(Stored data entries)
//! CLI argument definitions using the clap derive API.
//!
//! This module is the *only* place that knows about argument names, aliases,
//! help text, and value enums.  No business logic lives here.

use std::path::PathBuf;

use clap::{Args, Parser, Subcommand, ValueEnum};

pub mod global;
pub use global::{GlobalArgs, OutputFormat};

// ── Top-level CLI ─────────────────────────────────────────────────────────────

/// Main CLI entry-point.
#[derive(Debug, Parser)]
#[command(
    name    = "podgen",
    bin_name = "podgen",
    version  = env!("CARGO_PKG_VERSION"),
    author   = env!("CARGO_PKG_AUTHORS"),
    about    = "Generate a container build manifest and compose file from one settings file",
    long_about = "podgen turns a flat KEY=value settings file into a multi-stage \
                  Podmanfile and a matching compose.yaml for a browser-accessible \
                  terminal container, and can publish the built image.",
    after_help = "EXAMPLES:\n\
        \x20 podgen init --name web-terminal --port 7681\n\
        \x20 podgen generate\n\
        \x20 podgen validate --output-format json\n\
        \x20 podgen push --dry-run",
    arg_required_else_help = true,
    subcommand_required    = true,
)]
pub struct Cli {
    /// Flags available on every subcommand.
    #[command(flatten)]
    pub global: GlobalArgs,

    /// Subcommand to execute.
    #[command(subcommand)]
    pub command: Commands,
}

// ── Subcommands ───────────────────────────────────────────────────────────────

/// All available subcommands.
#[derive(Debug, Subcommand)]
pub enum Commands {
    /// Write the build manifest only.
    #[command(
        name = "build-manifest",
        visible_alias = "podmanfile",
        about = "Generate the build manifest (Podmanfile)",
        after_help = "EXAMPLES:\n\
            \x20 podgen build-manifest\n\
            \x20 podgen build-manifest --stdout\n\
            \x20 podgen build-manifest --settings prod.env --output-dir build/"
    )]
    BuildManifest(GenerateArgs),

    /// Write the orchestration manifest only.
    #[command(
        about = "Generate the compose file",
        after_help = "EXAMPLES:\n\
            \x20 podgen compose\n\
            \x20 podgen compose --stdout"
    )]
    Compose(GenerateArgs),

    /// Write both manifests.
    #[command(
        visible_alias = "gen",
        about = "Generate the build manifest and the compose file",
        after_help = "EXAMPLES:\n\
            \x20 podgen generate\n\
            \x20 podgen generate --dry-run\n\
            \x20 podgen generate --output-dir deploy/"
    )]
    Generate(GenerateArgs),

    /// Check the settings without writing anything.
    #[command(
        about = "Validate the settings file",
        after_help = "EXAMPLES:\n\
            \x20 podgen validate\n\
            \x20 podgen validate --show-settings\n\
            \x20 podgen --output-format json validate"
    )]
    Validate(ValidateArgs),

    /// Show the tags a push would use.
    #[command(
        about = "Show the resolved image tags",
        after_help = "EXAMPLES:\n\
            \x20 podgen tags\n\
            \x20 podgen tags --tag v1.2.0\n\
            \x20 podgen --output-format json tags"
    )]
    Tags(TagsArgs),

    /// Tag and push the built image.
    #[command(
        about = "Push the built image to the registry",
        after_help = "EXAMPLES:\n\
            \x20 podgen push\n\
            \x20 podgen push --dry-run"
    )]
    Push(PushArgs),

    /// Write a commented settings file.
    #[command(
        about = "Create a settings file",
        after_help = "EXAMPLES:\n\
            \x20 podgen init\n\
            \x20 podgen init --name devbox --port 8080\n\
            \x20 podgen init --settings podgen.env --force"
    )]
    Init(InitArgs),

    /// Generate shell completion scripts.
    #[command(
        about = "Generate shell completions",
        after_help = "EXAMPLES:\n\
            \x20 podgen completions bash > ~/.local/share/bash-completion/completions/podgen\n\
            \x20 podgen completions zsh  > ~/.zfunc/_podgen\n\
            \x20 podgen completions fish > ~/.config/fish/completions/podgen.fish"
    )]
    Completions(CompletionsArgs),

    /// Inspect the podgen tool configuration.
    #[command(
        about = "Configuration management",
        subcommand,
        after_help = "EXAMPLES:\n\
            \x20 podgen config get generate.output_dir\n\
            \x20 podgen config list\n\
            \x20 podgen config path"
    )]
    Config(ConfigCommands),
}

// ── shared ────────────────────────────────────────────────────────────────────

/// Where the settings come from.
#[derive(Debug, Clone, Args)]
pub struct SettingsArgs {
    /// Settings file (dotenv or `.toml`).
    #[arg(
        short = 's',
        long = "settings",
        value_name = "FILE",
        help = "Settings file (default: podgen.env)"
    )]
    pub settings: Option<PathBuf>,
}

// ── build-manifest / compose / generate ──────────────────────────────────────

/// Arguments shared by the generation commands.
#[derive(Debug, Args)]
pub struct GenerateArgs {
    #[command(flatten)]
    pub settings: SettingsArgs,

    /// Directory the manifests are written to.
    #[arg(
        short = 'o',
        long = "output-dir",
        value_name = "DIR",
        help = "Output directory (default: current directory)"
    )]
    pub output_dir: Option<PathBuf>,

    /// Print the manifests instead of writing them.
    #[arg(long = "stdout", help = "Print to stdout instead of writing files")]
    pub stdout: bool,

    /// Validate and compose, then report what would be written.
    #[arg(
        long = "dry-run",
        conflicts_with = "stdout",
        help = "Show what would be written without writing"
    )]
    pub dry_run: bool,
}

// ── validate ──────────────────────────────────────────────────────────────────

/// Arguments for `podgen validate`.
#[derive(Debug, Args)]
pub struct ValidateArgs {
    #[command(flatten)]
    pub settings: SettingsArgs,

    /// Also list every setting with its provenance.
    #[arg(long = "show-settings", help = "List every setting and where it came from")]
    pub show_settings: bool,
}

// ── tags ──────────────────────────────────────────────────────────────────────

/// Arguments for `podgen tags`.
#[derive(Debug, Args)]
pub struct TagsArgs {
    #[command(flatten)]
    pub settings: SettingsArgs,

    /// Use this tag instead of `REGISTRY_TAG`. A git revision still takes precedence.
    #[arg(long = "tag", value_name = "TAG", help = "Explicit version tag (a git revision still wins)")]
    pub tag: Option<String>,
}

// ── push ──────────────────────────────────────────────────────────────────────

/// Arguments for `podgen push`.
#[derive(Debug, Args)]
pub struct PushArgs {
    #[command(flatten)]
    pub settings: SettingsArgs,

    /// Resolve tags and references without contacting the registry.
    #[arg(long = "dry-run", help = "Show what would be pushed without pushing")]
    pub dry_run: bool,
}

// ── init ──────────────────────────────────────────────────────────────────────

/// Arguments for `podgen init`.
#[derive(Debug, Args)]
pub struct InitArgs {
    #[command(flatten)]
    pub settings: SettingsArgs,

    /// Container name written into the file.
    #[arg(
        short = 'n',
        long = "name",
        value_name = "NAME",
        default_value = "web-terminal",
        help = "Container name"
    )]
    pub name: String,

    /// Port written into the file.
    #[arg(
        short = 'p',
        long = "port",
        value_name = "PORT",
        default_value_t = 7681,
        value_parser = clap::value_parser!(u16).range(1..),
        help = "Terminal port"
    )]
    pub port: u16,

    /// Overwrite an existing settings file.
    #[arg(short = 'f', long = "force", help = "Overwrite an existing settings file")]
    pub force: bool,
}

// ── completions ───────────────────────────────────────────────────────────────

/// Arguments for `podgen completions`.
#[derive(Debug, Args)]
pub struct CompletionsArgs {
    /// Target shell.
    #[arg(value_enum, help = "Shell to generate completions for")]
    pub shell: Shell,
}

/// Supported shells for completion generation.
#[derive(Debug, Clone, Copy, ValueEnum)]
pub enum Shell {
    Bash,
    Zsh,
    Fish,
    PowerShell,
    Elvish,
}

// ── config subcommands ────────────────────────────────────────────────────────

/// Subcommands for `podgen config`.
#[derive(Debug, Subcommand)]
pub enum ConfigCommands {
    /// Print the value of a configuration key.
    Get {
        /// Dotted key path, e.g. `generate.output_dir`.
        key: String,
    },
    /// Print all configuration values.
    List,
    /// Print the path to the default configuration file.
    Path,
}

// ── tests ─────────────────────────────────────────────────────────────────────

#[cfg(test)]
mod tests {
    use super::*;
    use clap::{CommandFactory, Parser};

    #[test]
    fn verify_cli_structure() {
        Cli::command().debug_assert();
    }

    #[test]
    fn parse_generate_command() {
        let cli = Cli::parse_from(["podgen", "generate", "--settings", "x.env", "-o", "out"]);
        match cli.command {
            Commands::Generate(args) => {
                assert_eq!(args.settings.settings, Some(PathBuf::from("x.env")));
                assert_eq!(args.output_dir, Some(PathBuf::from("out")));
                assert!(!args.stdout);
            }
            other => panic!("expected Generate, got {other:?}"),
        }
    }

    #[test]
    fn build_manifest_alias() {
        let cli = Cli::parse_from(["podgen", "podmanfile", "--stdout"]);
        assert!(matches!(cli.command, Commands::BuildManifest(ref a) if a.stdout));
    }

    #[test]
    fn stdout_and_dry_run_conflict() {
        let result = Cli::try_parse_from(["podgen", "generate", "--stdout", "--dry-run"]);
        assert!(result.is_err());
    }

    #[test]
    fn init_defaults() {
        let cli = Cli::parse_from(["podgen", "init"]);
        match cli.command {
            Commands::Init(args) => {
                assert_eq!(args.name, "web-terminal");
                assert_eq!(args.port, 7681);
                assert!(!args.force);
            }
            other => panic!("expected Init, got {other:?}"),
        }
    }

    #[test]
    fn init_rejects_port_zero() {
        assert!(Cli::try_parse_from(["podgen", "init", "--port", "0"]).is_err());
    }

    #[test]
    fn global_flags_after_subcommand() {
        let cli = Cli::parse_from(["podgen", "validate", "--output-format", "json", "-vv"]);
        assert_eq!(cli.global.output_format, OutputFormat::Json);
        assert_eq!(cli.global.verbose, 2);
    }

    #[test]
    fn quiet_and_verbose_conflict() {
        let result = Cli::try_parse_from(["podgen", "--quiet", "--verbose", "validate"]);
        assert!(result.is_err());
    }
}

### ACTIVITY
Please report every line of the records above that contains the word "instead".

### RESPONSE FOR THIS EXERCISE
    /// Print the manifests instead of writing them.
    #[arg(long = "stdout", help = "Print to stdout instead of writing files")]
    /// Use this tag instead of `REGISTRY_TAG`. A git revision still takes precedence.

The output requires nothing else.